Your goal: Every record must be output verbatim in the reply.

Data in this exercise:

BEGIN

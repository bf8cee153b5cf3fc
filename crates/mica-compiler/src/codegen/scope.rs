//! Block-structured locals of the method being generated.
//!
//! Slots come from the backend and are never reused, so leaving a block
//! only hides its names; the slots stay reserved.

use mica_core::Type;
use rustc_hash::FxHashMap;

/// A local variable or parameter bound to a slot.
#[derive(Debug, Clone, PartialEq)]
pub struct LocalVar {
    pub ty: Type,
    pub slot: u32,
    /// Block depth of the declaration; parameters live at depth 0.
    pub depth: u32,
}

#[derive(Debug, Default)]
pub struct LocalScope {
    variables: FxHashMap<String, LocalVar>,
    depth: u32,
    /// Bindings hidden by a declaration at `.0`, restored when that depth closes.
    shadowed: Vec<(u32, String, LocalVar)>,
}

impl LocalScope {
    pub fn new() -> Self {
        Self::default()
    }

    pub fn push_scope(&mut self) {
        self.depth += 1;
    }

    pub fn pop_scope(&mut self) {
        let depth = self.depth;
        self.variables.retain(|_, var| var.depth < depth);
        while let Some((at, _, _)) = self.shadowed.last()
            && *at == depth
        {
            if let Some((_, name, var)) = self.shadowed.pop() {
                self.variables.insert(name, var);
            }
        }
        self.depth = depth.saturating_sub(1);
    }

    pub fn depth(&self) -> u32 {
        self.depth
    }

    /// Bind `name` to `slot` in the innermost block.
    pub fn declare(&mut self, name: &str, ty: Type, slot: u32) {
        let var = LocalVar {
            ty,
            slot,
            depth: self.depth,
        };
        if let Some(previous) = self.variables.insert(name.to_string(), var)
            && previous.depth < self.depth
        {
            self.shadowed.push((self.depth, name.to_string(), previous));
        }
    }

    pub fn lookup(&self, name: &str) -> Option<&LocalVar> {
        self.variables.get(name)
    }
}

#[cfg(test)]
mod tests {
    use super::*;

    #[test]
    fn inner_declaration_shadows_until_block_closes() {
        let mut scope = LocalScope::new();
        scope.declare("x", Type::Int, 0);

        scope.push_scope();
        scope.declare("x", Type::Double, 1);
        assert_eq!(scope.lookup("x").map(|v| v.slot), Some(1));
        assert_eq!(scope.lookup("x").map(|v| &v.ty), Some(&Type::Double));

        scope.pop_scope();
        assert_eq!(scope.lookup("x").map(|v| v.slot), Some(0));
    }

    #[test]
    fn block_locals_disappear() {
        let mut scope = LocalScope::new();
        scope.push_scope();
        scope.declare("tmp", Type::Char, 3);
        assert_eq!(scope.depth(), 1);
        scope.pop_scope();
        assert!(scope.lookup("tmp").is_none());
        assert_eq!(scope.depth(), 0);
    }

    #[test]
    fn nested_shadowing_restores_each_level() {
        let mut scope = LocalScope::new();
        scope.declare("i", Type::Int, 0);
        scope.push_scope();
        scope.declare("i", Type::Int, 1);
        scope.push_scope();
        scope.declare("i", Type::Int, 2);

        scope.pop_scope();
        assert_eq!(scope.lookup("i").unwrap().slot, 1);
        scope.pop_scope();
        assert_eq!(scope.lookup("i").unwrap().slot, 0);
    }
}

END

Reply to the task:
repository bf8cee153b5cf3fc
filename crates/mica-compiler/src/codegen/scope.rs
//! Block-structured locals of the method being generated.
//!
//! Slots come from the backend and are never reused, so leaving a block
//! only hides its names; the slots stay reserved.

use mica_core::Type;
use rustc_hash::FxHashMap;

/// A local variable or parameter bound to a slot.
#[derive(Debug, Clone, PartialEq)]
pub struct LocalVar {
    pub ty: Type,
    pub slot: u32,
    /// Block depth of the declaration; parameters live at depth 0.
    pub depth: u32,
}

#[derive(Debug, Default)]
pub struct LocalScope {
    variables: FxHashMap<String, LocalVar>,
    depth: u32,
    /// Bindings hidden by a declaration at `.0`, restored when that depth closes.
    shadowed: Vec<(u32, String, LocalVar)>,
}

impl LocalScope {
    pub fn new() -> Self {
        Self::default()
    }

    pub fn push_scope(&mut self) {
        self.depth += 1;
    }

    pub fn pop_scope(&mut self) {
        let depth = self.depth;
        self.variables.retain(|_, var| var.depth < depth);
        while let Some((at, _, _)) = self.shadowed.last()
            && *at == depth
        {
            if let Some((_, name, var)) = self.shadowed.pop() {
                self.variables.insert(name, var);
            }
        }
        self.depth = depth.saturating_sub(1);
    }

    pub fn depth(&self) -> u32 {
        self.depth
    }

    /// Bind `name` to `slot` in the innermost block.
    pub fn declare(&mut self, name: &str, ty: Type, slot: u32) {
        let var = LocalVar {
            ty,
            slot,
            depth: self.depth,
        };
        if let Some(previous) = self.variables.insert(name.to_string(), var)
            && previous.depth < self.depth
        {
            self.shadowed.push((self.depth, name.to_string(), previous));
        }
    }

    pub fn lookup(&self, name: &str) -> Option<&LocalVar> {
        self.variables.get(name)
    }
}

#[cfg(test)]
mod tests {
    use super::*;

    #[test]
    fn inner_declaration_shadows_until_block_closes() {
        let mut scope = LocalScope::new();
        scope.declare("x", Type::Int, 0);

        scope.push_scope();
        scope.declare("x", Type::Double, 1);
        assert_eq!(scope.lookup("x").map(|v| v.slot), Some(1));
        assert_eq!(scope.lookup("x").map(|v| &v.ty), Some(&Type::Double));

        scope.pop_scope();
        assert_eq!(scope.lookup("x").map(|v| v.slot), Some(0));
    }

    #[test]
    fn block_locals_disappear() {
        let mut scope = LocalScope::new();
        scope.push_scope();
        scope.declare("tmp", Type::Char, 3);
        assert_eq!(scope.depth(), 1);
        scope.pop_scope();
        assert!(scope.lookup("tmp").is_none());
        assert_eq!(scope.depth(), 0);
    }

    #[test]
    fn nested_shadowing_restores_each_level() {
        let mut scope = LocalScope::new();
        scope.declare("i", Type::Int, 0);
        scope.push_scope();
        scope.declare("i", Type::Int, 1);
        scope.push_scope();
        scope.declare("i", Type::Int, 2);

        scope.pop_scope();
        assert_eq!(scope.lookup("i").unwrap().slot, 1);
        scope.pop_scope();
        assert_eq!(scope.lookup("i").unwrap().slot, 0);
    }
}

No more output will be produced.